As part of a state initiative, Memorial Medical Center will begin offering breastfeeding classes free to the public this month.
MMC recently earned the distinction of being a Texas Ten Step hospital from the Texas Department of State Health Services. In collaboration with other agencies in the state, the Texas Ten Step program is part of an initiative to increase breastfeeding among new mothers, said Donn Stringo, director of inpatient services at MMC.
"Texas Ten Step is an initiative by the state, by DSHS, and WIC (Women, Infants, and Children) jointly to increase breastfeeding rates among the population," Stringo said. "It's a huge savings for the state in WIC funds if they can get more moms breastfeeding over formula. Plus, it's so much better for the babies. There are just so many advantages. It's amazing."
The designation, according to Stringo, is a step toward improving the health of newborns and infants in Calhoun County.
"It's a big step. We took it really seriously this time. I think the first time it was just about getting the designation. Now, we're really trying to put the might behind it to follow up and our physicians are absolutely in support of it," Stringo said.
"The hospital had become Texas Ten Step three years ago, and we were going through the realignment and re-designation process, which has taken us most of the year," Stringo added. "A lot of the policies have changed even more. They've gotten stricter. We don't give breastfeeding moms formula bags and formula. We do everything to support their breastfeeding efforts. We don't feed their babies formula without their permission. That used to be common practice.
That's what we were told to do and a lot of physicians still want you to do that."
To become a Texas Ten Step hospital, there were 10 benchmarks MMC had to meet. Those include having a written breastfeeding policy that is routinely communicated with healthcare staff and associated trainings as well as informing pregnant women of breastfeeding benefits, helping new mothers with breast feeding within an hour of birth, showing mothers how to maintain lactation when separated from infant and practicing rooming after birth.
"It's a process you go through. You have to meet their guidelines, the Texas ten steps. We had to change some policy that we had. We had to change to a rooming in policy with moms where babies are routinely in the rooms with moms, not in the nursery," Stringo said. "We almost never have a baby in the nursery now unless they're going to be transferred out to another facility or mom is really sick. (Most) babies are in the room with mom all the time.
"We're skin to skin within the first 30 minutes of birth with baby on mom encouraging that bonding, and that also helps with milk letdown," she added. "The biggest thing was changing our policies. We were doing a lot of the stuff, but the policies didn't really reflect it. Now we can say, 'Yes our policy does reflect it. We're going to do this correctly."

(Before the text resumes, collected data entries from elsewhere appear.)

use serde::Deserialize;
use std::path::{Path, PathBuf};
use thiserror::Error;

const DEFAULT_CONFIG_PATH: &str = "config.toml";

#[derive(Debug, Error)]
pub enum ConfigError {
    #[error("failed to read config file: {0}")]
    Io(#[from] std::io::Error),
    #[error("failed to parse config: {0}")]
    Parse(#[from] toml::de::Error),
    #[error("invalid config: {0}")]
    Invalid(String),
}

fn default_http_port() -> u16 {
    5000
}

fn default_max_upload_bytes() -> usize {
    16 * 1024 * 1024
}

fn default_detection_timeout() -> u64 {
    120
}

#[derive(Debug, Clone, Deserialize)]
pub struct HttpConfig {
    #[serde(default = "default_http_port")]
    pub port: u16,
    #[serde(default = "default_max_upload_bytes")]
    pub max_upload_bytes: usize,
    #[serde(default = "default_detection_timeout")]
    pub detection_timeout_secs: u64,
}

impl Default for HttpConfig {
    fn default() -> Self {
        Self {
            port: default_http_port(),
            max_upload_bytes: default_max_upload_bytes(),
            detection_timeout_secs: default_detection_timeout(),
        }
    }
}

fn default_static_dir() -> PathBuf {
    PathBuf::from("static")
}

fn default_history_file() -> PathBuf {
    PathBuf::from("history.json")
}

fn default_report_dir() -> PathBuf {
    PathBuf::from("static/reports")
}

#[derive(Debug, Clone, Deserialize)]
pub struct StorageConfig {
    #[serde(default = "default_static_dir")]
    pub static_dir: PathBuf,
    #[serde(default = "default_history_file")]
    pub history_file: PathBuf,
    #[serde(default = "default_report_dir")]
    pub report_dir: PathBuf,
}

impl Default for StorageConfig {
    fn default() -> Self {
        Self {
            static_dir: default_static_dir(),
            history_file: default_history_file(),
            report_dir: default_report_dir(),
        }
    }
}

fn default_model_path() -> String {
    "yolo26s.onnx".to_string()
}

fn default_confidence_threshold() -> f32 {
    0.25
}

fn default_iou_threshold() -> f32 {
    0.45
}

fn default_target_class_id() -> usize {
    21
}

fn default_target_class_label() -> String {
    "bear".to_string()
}

fn default_input_size() -> u32 {
    640
}

fn default_intra_threads() -> usize {
    4
}

#[derive(Debug, Clone, Deserialize)]
pub struct DetectionConfig {
    #[serde(default = "default_model_path")]
    pub model_path: String,
    #[serde(default)]
    pub fallback_model_path: Option<String>,
    #[serde(default = "default_confidence_threshold")]
    pub confidence_threshold: f32,
    #[serde(default = "default_iou_threshold")]
    pub iou_threshold: f32,
    #[serde(default = "default_target_class_id")]
    pub target_class_id: usize,
    #[serde(default = "default_target_class_label")]
    pub target_class_label: String,
    #[serde(default = "default_input_size")]
    pub input_size: u32,
    #[serde(default = "default_intra_threads")]
    pub intra_threads: usize,
}

impl Default for DetectionConfig {
    fn default() -> Self {
        Self {
            model_path: default_model_path(),
            fallback_model_path: None,
            confidence_threshold: default_confidence_threshold(),
            iou_threshold: default_iou_threshold(),
            target_class_id: default_target_class_id(),
            target_class_label: default_target_class_label(),
            input_size: default_input_size(),
            intra_threads: default_intra_threads(),
        }
    }
}

#[derive(Debug, Clone, Default, Deserialize)]
pub struct Config {
    #[serde(default)]
    pub http: HttpConfig,
    #[serde(default)]
    pub storage: StorageConfig,
    #[serde(default)]
    pub detection: DetectionConfig,
}

impl Config {
    pub fn load() -> Result<Self, ConfigError> {
        let path = Path::new(DEFAULT_CONFIG_PATH);
        if !path.exists() {
            tracing::info!(path = %path.display(), "config file not found, using defaults");
            return Ok(Self::default());
        }
        Self::load_from(path)
    }

    pub fn load_from<P: AsRef<Path>>(path: P) -> Result<Self, ConfigError> {
        let content = std::fs::read_to_string(path)?;
        Self::parse(&content)
    }

    pub fn parse(content: &str) -> Result<Self, ConfigError> {
        let config: Config = toml::from_str(content)?;
        config.validate()?;
        Ok(config)
    }

    fn validate(&self) -> Result<(), ConfigError> {
        let det = &self.detection;
        for (name, value) in [
            ("confidence_threshold", det.confidence_threshold),
            ("iou_threshold", det.iou_threshold),
        ] {
            if !(0.0..=1.0).contains(&value) {
                return Err(ConfigError::Invalid(format!(
                    "detection.{name} must be within [0, 1], got {value}"
                )));
            }
        }
        if det.input_size == 0 {
            return Err(ConfigError::Invalid(
                "detection.input_size must be positive".to_string(),
            ));
        }
        if det.target_class_label.trim().is_empty() {
            return Err(ConfigError::Invalid(
                "detection.target_class_label must not be empty".to_string(),
            ));
        }
        Ok(())
    }
}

The Texas Ten Step program is endorsed by the Texas Medical Association and is based on the World Health Organization (WHO) and United Nations Children's Fund's (UNICEF) Ten Steps to Successful Breastfeeding program. Stringo said breastfeeding initiation has increased at MMC since the program's implementation.
"When I took this job in January, we were at about a 50 to 60 percent ratio of moms entering the hospital wanting to exclusively breastfeed who left exclusively breastfeeding, which was not good. Now, in the last six months, we've been at 100 percent, which is great. We're excited we've been able to do that," Stringo said.
The new guidelines have come from studies, Stringo said.
"Lots of things have changed in how they promote breastfeeding now. There was a time when if you were sick or your baby was sick, you didn't breastfeed, or if you smoked, you didn't breastfeed," she said. "They've changed so much of that now. The research just doesn't bear it out. Now they say if the baby is sick and the baby breastfeeds, your body makes antibodies against whatever the baby has, so not only are you increasing your protection, but you're helping to get the baby well faster."
Part of the new guidelines include increasing staff education on breastfeeding. Stringo said nurses at MMC have taken classes to learn how to help new mothers with breastfeeding.
"We're going to be sending some of our nurses to shadow the lactation consultants at Driscoll, which we haven't done in the past," she said. "We had done some classes and everyone had a little breastfeeding knowledge, but no one was so very into it. We actually have someone very seriously considering becoming a lactation consultant here in the county, which would be great."
"We've been able to do about five classes now with our staff to increase their breastfeeding education," she added.
Beginning Jan. 29, MMC will begin offering breastfeeding classes to those in need, which could be anyone, Stringo said.
"The class is open to anybody whether they're delivering here or not. It is a service to the community. Pregnant or not, if they just want more information we want them to get that information," she said. "I've been surprised how I've been able to help my own family."
"It's for moms or people assisting moms, like grandmothers. A lot of people don't have breastfeeding skills anymore.
They're gone. They've skipped a couple generations, and it's very hard to get back into it," she added.
The quartely classes will be taught by Laurie Beck, an international board certified lactation consultant from Driscoll Children's Hospital of Corpus Christi. The classes will be held in the third floor classroom from 10:30 a.m. until 12:30 p.m.
"It's basic breastfeeding techniques, problem solving ways to manage once you get home, things to expect when things get going, some good education about why breastfeeding is important," Stringo said.